Second, it is possible to infer regional characteristics of the feature classes. For example, the lands for which the land-use category is T (Miscellaneous) were generally used for the transportation area in Seoul city, and for the suburban and agricultural areas in the Jeonnam Province, as shown in Figure 4 and Figure 5, respectively. This is because there is high land development demand for transportation services in urban areas such as Seoul city. However, in the Jeonnam Province, where only a small part of its area is urbanized, there is no specific land development demand, and thus, the lands for which the land-use category is T (Miscellaneous) were developed in various forms. However, the water-system area and the forest area showed very similar clustering results. This can be explained by the natural environment protection due to the intervention of the central government, which results in similar land development tendencies for both urban and rural areas.

5. Conclusions

In this article, we proposed a new method to identify semantic correspondences between two datasets by means of finding hierarchical M:N corresponding feature class–set pairs. Applying the overlapping analysis to the object sets within the feature classes, the similarities of the feature classes are estimated and projected onto a lower-dimensional vector space after applying the graph embedding method. Thereafter, as the feature classes of high similarity are distributed close to each other in the projection space, distance-based clustering is conducted to identify the semantically corresponding feature class pairs. The above method was applied to the cadastral parcels’ land-use record in UIS and the corresponding land-use category in KLIS for two different test sites, Seoul city and the Jeonnam Province. As a result, it was possible to find various semantic correspondences of the feature classes between UIS and KLIS. In addition, hierarchical structures of the correspondences could be obtained. Moreover, upon analyzing these structures to obtain sequential clustering orders, regional characteristics of the feature classes were also inferred.

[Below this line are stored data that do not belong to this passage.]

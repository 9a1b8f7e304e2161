// internal imports
use crate::entities::ion_type::IonTypeArray;
use crate::entities::modification_symbol::MAX_MODIFICATIONS;

/// One amino acid occurrence within a peptide.
/// The masses are maintained by the mass propagation of the owning peptide.
///
#[derive(Clone, Debug, PartialEq)]
pub struct Residue {
    symbol: String,
    mass: f64,
    mass_with_mods: f64,
    ion_mass: IonTypeArray<f64>,
    phosphorylated: bool,
    modification_ids: Vec<usize>,
}

impl Residue {
    /// Creates a new residue without masses
    ///
    /// # Arguments
    /// * `symbol` - Three letter code, `Xxx` for unknown residues
    /// * `phosphorylated` - Phosphorylation flag
    ///
    pub fn new(symbol: &str, phosphorylated: bool) -> Self {
        Self {
            symbol: symbol.to_string(),
            mass: 0.0,
            mass_with_mods: 0.0,
            ion_mass: IonTypeArray::default(),
            phosphorylated,
            modification_ids: Vec::with_capacity(MAX_MODIFICATIONS),
        }
    }

    pub fn get_symbol(&self) -> &str {
        &self.symbol
    }

    /// Unmodified mass, 0 if the residue could not be resolved
    pub fn get_mass(&self) -> f64 {
        self.mass
    }

    pub fn get_mass_with_mods(&self) -> f64 {
        self.mass_with_mods
    }

    pub fn get_ion_mass(&self) -> &IonTypeArray<f64> {
        &self.ion_mass
    }

    pub fn is_phosphorylated(&self) -> bool {
        self.phosphorylated
    }

    pub fn get_modification_ids(&self) -> &[usize] {
        &self.modification_ids
    }

    pub fn set_phosphorylated(&mut self, phosphorylated: bool) {
        self.phosphorylated = phosphorylated;
    }

    /// Attaches a modification. Returns false if the residue already carries
    /// the maximum number of modifications.
    ///
    /// # Arguments
    /// * `modification_id` - ID in the modification registry
    ///
    pub fn add_modification_id(&mut self, modification_id: usize) -> bool {
        if self.modification_ids.len() >= MAX_MODIFICATIONS {
            return false;
        }
        self.modification_ids.push(modification_id);
        true
    }

    pub fn clear_modification_ids(&mut self) {
        self.modification_ids.clear();
    }

    /// Drops references to a removed modification and shifts all higher IDs down by one
    ///
    /// # Arguments
    /// * `removed_id` - ID of the removed modification
    ///
    pub fn shift_modification_ids(&mut self, removed_id: usize) {
        self.modification_ids.retain(|id| *id != removed_id);
        for id in self.modification_ids.iter_mut() {
            if *id > removed_id {
                *id -= 1;
            }
        }
    }

    pub(crate) fn set_masses(&mut self, mass: f64, mass_with_mods: f64) {
        self.mass = mass;
        self.mass_with_mods = mass_with_mods;
    }

    pub(crate) fn get_ion_mass_mut(&mut self) -> &mut IonTypeArray<f64> {
        &mut self.ion_mass
    }
}

#[cfg(test)]
mod test {
    use super::*;

    #[test]
    fn test_modification_limit() {
        let mut residue = Residue::new("Ser", false);
        for id in 0..MAX_MODIFICATIONS {
            assert!(residue.add_modification_id(id));
        }
        assert!(!residue.add_modification_id(0));
        assert_eq!(residue.get_modification_ids().len(), MAX_MODIFICATIONS);
    }

    #[test]
    fn test_shift_modification_ids() {
        let mut residue = Residue::new("Ser", false);
        residue.add_modification_id(0);
        residue.add_modification_id(2);
        residue.add_modification_id(3);
        residue.shift_modification_ids(2);
        assert_eq!(residue.get_modification_ids(), &[0, 2]);
    }
}
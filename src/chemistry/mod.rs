/// Information about amino acids
pub mod amino_acid;
/// Element masses
pub mod element;
/// Mass lookup service for residues and chemical formulas
pub mod mass_table;
/// Information about additional molecules, e.g water
pub mod molecule;
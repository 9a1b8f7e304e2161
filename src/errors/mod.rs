/// Errors of the chemical mass lookups
pub mod mass_table_error;

/// Errors of the peptide sequence model
pub mod peptide_error;
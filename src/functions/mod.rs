/// Theoretical fragment spectrum generation
pub mod fragmentation;
/// Residue and ion mass calculation
pub mod mass_propagation;
/// Turns residues back into sequence strings
pub mod sequence_formatter;
/// Parsing of sequences in one or three letter code, including modification symbols
pub mod sequence_parser;
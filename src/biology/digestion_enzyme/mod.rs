/// Cleavage rules, tryptic names and protein fragmentation
pub mod cleavage_rule;
/// Trait definition for digestion enzymes
pub mod enzyme;
/// Enzymes defined by an arbitrary cleavage rule
pub mod generic_enzyme;
/// Trypsin
pub mod trypsin;
/// Functions to retrieve enzymes by name
pub mod functions; // publish this last
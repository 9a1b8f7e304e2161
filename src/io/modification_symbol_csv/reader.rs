// std imports
use std::path::Path;

// 3rd party imports
use anyhow::{Context, Result};
use serde::Deserialize;

// internal imports
use crate::entities::modification_symbol::ModificationSymbol;

#[derive(Debug, Deserialize)]
struct ModificationSymbolCsvRecord {
    symbol: String,
    mass_delta: f64,
    #[serde(default)]
    indicates_phosphorylation: bool,
    #[serde(default)]
    comment: String,
}

/// Reads modification symbols from CSV files with the header
/// `symbol,mass_delta,indicates_phosphorylation,comment`
///
pub struct Reader {}

impl Reader {
    pub fn read(path: &Path) -> Result<Vec<ModificationSymbol>> {
        let mut reader = csv::Reader::from_path(path)
            .with_context(|| format!("Unable to open {}", path.display()))?;
        let mut modifications: Vec<ModificationSymbol> = Vec::new();
        for (line_idx, record_res) in reader.deserialize().enumerate() {
            let record: ModificationSymbolCsvRecord = record_res?;
            let modification = ModificationSymbol::new(
                &record.symbol,
                record.mass_delta,
                record.indicates_phosphorylation,
                &record.comment,
            )
            .with_context(|| format!("Invalid modification in record {}", line_idx + 1))?;
            modifications.push(modification);
        }
        Ok(modifications)
    }
}

#[cfg(test)]
mod test {
    // internal imports
    use super::*;

    #[test]
    fn test_read() {
        let modification_csv = Path::new("test_files/modifications.csv");
        let modifications = Reader::read(modification_csv).unwrap();

        assert_eq!(modifications.len(), 3);
        assert_eq!(modifications[0].get_symbol(), "*");
        assert!(modifications[0].indicates_phosphorylation());
        assert_eq!(modifications[1].get_symbol(), "^");
        assert!((modifications[1].get_mass_delta() - 229.162932).abs() < 1e-9);
        assert_eq!(modifications[2].get_comment(), "");
    }

    #[test]
    fn test_read_invalid_symbol() {
        let modification_csv = Path::new("test_files/modifications_invalid.csv");
        assert!(Reader::read(modification_csv).is_err());
    }
}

The proposed method is based only on the results of the overlay analysis between datasets. Therefore, aside from the location information, other prior information related to the construction of similarity measures was not required. This is an advantage in terms of generality as the proposed method can be applied to various geospatial datasets. Moreover, an advanced method could be developed by combining various similarity measures, such as lexical similarity, structural similarity, category similarity, shape similarity, and so on [18,28,29] into the co-occurrence matrix, in which rows and columns represent entities under analysis, such as feature classes in this study. To combine these various similarity measures between these entities, it is necessary to determinate their weight. We will consider these aspects to improve the proposed method in future studies.